How to complete this task ->
Filter the listing below down to the lines holding the word "SessionError", and copy those lines.

Record extracts ->
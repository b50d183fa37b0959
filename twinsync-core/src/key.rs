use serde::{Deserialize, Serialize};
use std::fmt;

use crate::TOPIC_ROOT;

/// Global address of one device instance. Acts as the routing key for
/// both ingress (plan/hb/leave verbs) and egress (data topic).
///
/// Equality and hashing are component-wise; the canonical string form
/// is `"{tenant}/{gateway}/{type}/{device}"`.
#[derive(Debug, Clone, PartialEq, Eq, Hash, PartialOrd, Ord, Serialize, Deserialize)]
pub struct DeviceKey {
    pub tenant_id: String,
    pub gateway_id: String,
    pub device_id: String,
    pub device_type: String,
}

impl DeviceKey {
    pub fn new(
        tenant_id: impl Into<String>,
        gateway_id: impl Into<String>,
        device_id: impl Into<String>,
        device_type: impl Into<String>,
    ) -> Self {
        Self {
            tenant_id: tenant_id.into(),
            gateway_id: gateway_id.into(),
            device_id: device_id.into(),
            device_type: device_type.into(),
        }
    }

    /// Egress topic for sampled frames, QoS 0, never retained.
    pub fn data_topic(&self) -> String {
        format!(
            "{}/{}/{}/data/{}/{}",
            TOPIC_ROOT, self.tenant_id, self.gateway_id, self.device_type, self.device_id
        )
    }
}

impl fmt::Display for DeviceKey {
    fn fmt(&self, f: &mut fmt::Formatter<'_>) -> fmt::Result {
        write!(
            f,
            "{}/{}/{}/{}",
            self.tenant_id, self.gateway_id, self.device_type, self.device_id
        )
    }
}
---
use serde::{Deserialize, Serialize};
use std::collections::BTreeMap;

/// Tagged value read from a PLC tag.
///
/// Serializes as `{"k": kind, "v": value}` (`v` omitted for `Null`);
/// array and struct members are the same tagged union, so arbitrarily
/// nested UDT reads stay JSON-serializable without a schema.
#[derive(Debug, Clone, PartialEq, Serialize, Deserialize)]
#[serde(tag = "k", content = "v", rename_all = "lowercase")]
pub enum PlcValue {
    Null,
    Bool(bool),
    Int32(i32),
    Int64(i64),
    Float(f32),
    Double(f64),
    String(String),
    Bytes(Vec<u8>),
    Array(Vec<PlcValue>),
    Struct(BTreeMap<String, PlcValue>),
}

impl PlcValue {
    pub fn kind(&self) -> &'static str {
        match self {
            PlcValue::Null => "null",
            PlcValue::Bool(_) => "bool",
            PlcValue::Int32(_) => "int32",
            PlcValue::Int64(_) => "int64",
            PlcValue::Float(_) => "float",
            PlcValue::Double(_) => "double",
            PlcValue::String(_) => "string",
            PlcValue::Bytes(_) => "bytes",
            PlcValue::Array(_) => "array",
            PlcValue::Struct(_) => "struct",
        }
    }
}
...
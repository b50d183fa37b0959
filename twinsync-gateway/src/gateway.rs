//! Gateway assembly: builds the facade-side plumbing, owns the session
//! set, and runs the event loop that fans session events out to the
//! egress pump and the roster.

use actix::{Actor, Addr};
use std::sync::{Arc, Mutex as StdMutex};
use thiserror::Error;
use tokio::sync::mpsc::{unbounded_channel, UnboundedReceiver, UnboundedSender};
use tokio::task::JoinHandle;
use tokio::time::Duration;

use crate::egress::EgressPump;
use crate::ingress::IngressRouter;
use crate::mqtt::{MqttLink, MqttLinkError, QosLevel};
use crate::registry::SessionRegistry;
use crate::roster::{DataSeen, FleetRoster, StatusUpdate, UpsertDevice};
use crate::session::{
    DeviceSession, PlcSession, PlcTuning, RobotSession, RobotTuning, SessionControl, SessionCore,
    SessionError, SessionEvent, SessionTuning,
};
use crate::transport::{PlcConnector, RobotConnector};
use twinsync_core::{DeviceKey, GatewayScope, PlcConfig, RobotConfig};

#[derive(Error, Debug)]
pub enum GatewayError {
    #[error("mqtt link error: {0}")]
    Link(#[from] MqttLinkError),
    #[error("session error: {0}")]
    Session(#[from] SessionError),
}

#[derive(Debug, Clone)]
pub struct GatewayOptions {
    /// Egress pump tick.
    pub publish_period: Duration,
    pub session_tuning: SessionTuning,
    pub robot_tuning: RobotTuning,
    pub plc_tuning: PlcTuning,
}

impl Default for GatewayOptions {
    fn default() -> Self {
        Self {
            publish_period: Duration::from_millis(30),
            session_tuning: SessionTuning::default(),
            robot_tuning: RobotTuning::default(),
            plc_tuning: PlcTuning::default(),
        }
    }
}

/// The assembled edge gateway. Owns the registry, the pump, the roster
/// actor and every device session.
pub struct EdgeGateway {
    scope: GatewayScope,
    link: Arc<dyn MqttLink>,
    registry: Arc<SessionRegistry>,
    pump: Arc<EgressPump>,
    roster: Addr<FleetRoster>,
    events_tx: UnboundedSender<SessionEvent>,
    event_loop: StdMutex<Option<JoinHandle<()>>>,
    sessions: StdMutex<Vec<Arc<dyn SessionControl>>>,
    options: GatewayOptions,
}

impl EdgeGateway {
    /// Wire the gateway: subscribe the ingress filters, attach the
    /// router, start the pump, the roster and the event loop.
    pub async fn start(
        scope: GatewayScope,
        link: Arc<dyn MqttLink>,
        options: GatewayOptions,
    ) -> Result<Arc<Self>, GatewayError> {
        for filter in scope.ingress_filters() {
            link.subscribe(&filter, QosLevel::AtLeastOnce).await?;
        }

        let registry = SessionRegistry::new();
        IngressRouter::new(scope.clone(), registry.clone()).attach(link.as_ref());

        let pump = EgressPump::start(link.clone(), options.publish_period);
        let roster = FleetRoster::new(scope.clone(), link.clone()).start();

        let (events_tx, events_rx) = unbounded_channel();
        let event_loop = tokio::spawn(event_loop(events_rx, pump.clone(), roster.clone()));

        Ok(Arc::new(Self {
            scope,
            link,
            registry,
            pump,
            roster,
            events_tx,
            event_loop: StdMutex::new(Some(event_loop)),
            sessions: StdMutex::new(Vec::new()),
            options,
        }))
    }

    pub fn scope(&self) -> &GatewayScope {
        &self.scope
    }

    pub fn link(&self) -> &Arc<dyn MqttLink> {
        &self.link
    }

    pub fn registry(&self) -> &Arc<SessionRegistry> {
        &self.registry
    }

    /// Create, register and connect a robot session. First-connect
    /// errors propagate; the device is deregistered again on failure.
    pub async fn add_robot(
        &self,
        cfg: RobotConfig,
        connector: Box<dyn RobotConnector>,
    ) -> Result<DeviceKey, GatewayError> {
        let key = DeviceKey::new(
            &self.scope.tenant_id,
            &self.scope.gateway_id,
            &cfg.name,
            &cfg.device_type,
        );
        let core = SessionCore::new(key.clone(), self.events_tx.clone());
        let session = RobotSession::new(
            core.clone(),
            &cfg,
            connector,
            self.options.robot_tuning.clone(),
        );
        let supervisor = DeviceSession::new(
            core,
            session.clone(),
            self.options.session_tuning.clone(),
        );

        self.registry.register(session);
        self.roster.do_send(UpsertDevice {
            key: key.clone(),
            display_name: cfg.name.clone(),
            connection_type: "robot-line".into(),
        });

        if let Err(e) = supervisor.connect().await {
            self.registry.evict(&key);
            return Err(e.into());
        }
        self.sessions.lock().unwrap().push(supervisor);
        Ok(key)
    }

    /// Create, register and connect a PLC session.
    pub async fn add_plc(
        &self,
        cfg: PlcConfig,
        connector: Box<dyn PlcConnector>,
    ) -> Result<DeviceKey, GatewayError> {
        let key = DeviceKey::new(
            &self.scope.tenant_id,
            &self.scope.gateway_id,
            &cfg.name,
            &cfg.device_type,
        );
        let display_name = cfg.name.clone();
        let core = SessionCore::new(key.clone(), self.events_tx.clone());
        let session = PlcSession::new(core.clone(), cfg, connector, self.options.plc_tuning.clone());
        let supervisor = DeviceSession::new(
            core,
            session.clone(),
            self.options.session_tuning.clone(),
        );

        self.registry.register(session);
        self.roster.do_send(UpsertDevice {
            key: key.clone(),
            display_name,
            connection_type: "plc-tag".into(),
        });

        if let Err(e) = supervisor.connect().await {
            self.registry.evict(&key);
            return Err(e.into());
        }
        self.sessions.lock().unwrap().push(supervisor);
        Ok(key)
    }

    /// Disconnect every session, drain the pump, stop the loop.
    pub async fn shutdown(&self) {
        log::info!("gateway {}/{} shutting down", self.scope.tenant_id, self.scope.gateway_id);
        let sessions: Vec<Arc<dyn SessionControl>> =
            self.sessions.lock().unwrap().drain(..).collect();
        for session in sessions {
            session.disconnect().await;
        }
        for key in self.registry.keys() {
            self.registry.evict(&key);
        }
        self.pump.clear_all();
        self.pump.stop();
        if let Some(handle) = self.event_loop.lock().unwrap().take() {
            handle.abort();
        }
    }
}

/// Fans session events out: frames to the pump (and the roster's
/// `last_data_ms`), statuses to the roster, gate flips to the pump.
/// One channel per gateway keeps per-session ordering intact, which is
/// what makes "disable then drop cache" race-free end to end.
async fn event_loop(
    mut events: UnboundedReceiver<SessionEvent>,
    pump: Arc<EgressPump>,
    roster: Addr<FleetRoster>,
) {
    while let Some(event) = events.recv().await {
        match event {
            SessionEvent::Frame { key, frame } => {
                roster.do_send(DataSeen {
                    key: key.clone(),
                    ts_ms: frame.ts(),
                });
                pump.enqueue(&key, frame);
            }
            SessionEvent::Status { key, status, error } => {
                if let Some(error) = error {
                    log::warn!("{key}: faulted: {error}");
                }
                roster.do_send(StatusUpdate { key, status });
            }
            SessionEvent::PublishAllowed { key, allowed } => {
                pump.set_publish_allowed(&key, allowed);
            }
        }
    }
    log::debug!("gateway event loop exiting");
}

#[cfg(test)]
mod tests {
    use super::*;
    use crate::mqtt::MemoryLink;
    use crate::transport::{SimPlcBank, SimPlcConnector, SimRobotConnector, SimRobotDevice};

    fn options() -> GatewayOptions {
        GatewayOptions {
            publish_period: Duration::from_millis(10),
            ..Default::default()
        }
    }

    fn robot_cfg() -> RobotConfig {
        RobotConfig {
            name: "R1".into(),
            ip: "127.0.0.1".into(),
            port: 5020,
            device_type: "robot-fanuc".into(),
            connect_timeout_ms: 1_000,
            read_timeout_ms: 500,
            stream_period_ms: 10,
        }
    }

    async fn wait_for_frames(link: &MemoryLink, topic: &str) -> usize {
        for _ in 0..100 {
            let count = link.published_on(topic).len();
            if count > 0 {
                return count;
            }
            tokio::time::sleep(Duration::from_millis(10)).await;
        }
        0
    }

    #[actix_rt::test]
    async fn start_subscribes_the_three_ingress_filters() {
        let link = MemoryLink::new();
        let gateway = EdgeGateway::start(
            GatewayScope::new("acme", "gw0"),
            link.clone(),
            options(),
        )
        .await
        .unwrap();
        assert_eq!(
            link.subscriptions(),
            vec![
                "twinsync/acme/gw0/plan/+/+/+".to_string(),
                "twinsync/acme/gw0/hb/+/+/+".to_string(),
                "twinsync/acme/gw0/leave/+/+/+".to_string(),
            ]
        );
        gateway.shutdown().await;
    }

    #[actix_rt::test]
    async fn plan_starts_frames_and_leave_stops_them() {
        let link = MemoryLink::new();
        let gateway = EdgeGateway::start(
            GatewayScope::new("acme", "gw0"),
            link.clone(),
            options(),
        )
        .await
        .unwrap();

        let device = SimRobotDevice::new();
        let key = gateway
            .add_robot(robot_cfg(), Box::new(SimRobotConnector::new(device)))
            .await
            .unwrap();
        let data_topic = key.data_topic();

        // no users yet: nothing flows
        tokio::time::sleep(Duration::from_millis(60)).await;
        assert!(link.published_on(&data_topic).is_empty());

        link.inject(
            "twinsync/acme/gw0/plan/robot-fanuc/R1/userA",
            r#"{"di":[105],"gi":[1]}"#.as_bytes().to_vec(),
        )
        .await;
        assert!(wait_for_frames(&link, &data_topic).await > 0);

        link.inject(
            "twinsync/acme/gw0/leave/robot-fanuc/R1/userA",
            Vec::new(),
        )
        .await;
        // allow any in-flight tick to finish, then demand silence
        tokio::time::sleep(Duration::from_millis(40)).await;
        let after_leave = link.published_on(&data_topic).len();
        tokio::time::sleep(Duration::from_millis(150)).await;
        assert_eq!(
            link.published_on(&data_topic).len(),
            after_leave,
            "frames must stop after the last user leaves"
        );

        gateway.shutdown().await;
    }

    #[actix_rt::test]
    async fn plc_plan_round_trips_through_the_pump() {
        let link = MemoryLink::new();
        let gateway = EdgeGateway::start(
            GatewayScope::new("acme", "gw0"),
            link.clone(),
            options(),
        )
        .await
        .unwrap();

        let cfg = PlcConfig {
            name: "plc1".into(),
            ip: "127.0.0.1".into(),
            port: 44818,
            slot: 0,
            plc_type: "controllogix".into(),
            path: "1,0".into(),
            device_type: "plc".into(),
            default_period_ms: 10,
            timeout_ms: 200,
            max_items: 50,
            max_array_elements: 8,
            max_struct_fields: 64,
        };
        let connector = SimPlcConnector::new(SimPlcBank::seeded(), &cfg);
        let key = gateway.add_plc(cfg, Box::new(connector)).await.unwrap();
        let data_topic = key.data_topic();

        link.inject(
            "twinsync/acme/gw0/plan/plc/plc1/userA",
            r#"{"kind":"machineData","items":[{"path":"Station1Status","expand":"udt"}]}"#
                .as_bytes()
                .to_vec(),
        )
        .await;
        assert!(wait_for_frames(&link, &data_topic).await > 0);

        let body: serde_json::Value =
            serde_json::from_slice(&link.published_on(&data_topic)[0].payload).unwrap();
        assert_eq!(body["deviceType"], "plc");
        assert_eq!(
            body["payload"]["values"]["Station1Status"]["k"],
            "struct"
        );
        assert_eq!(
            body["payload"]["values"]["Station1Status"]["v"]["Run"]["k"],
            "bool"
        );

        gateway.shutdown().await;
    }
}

Task answer ->
    SessionError, SessionEvent, SessionTuning,
    Session(#[from] SessionError),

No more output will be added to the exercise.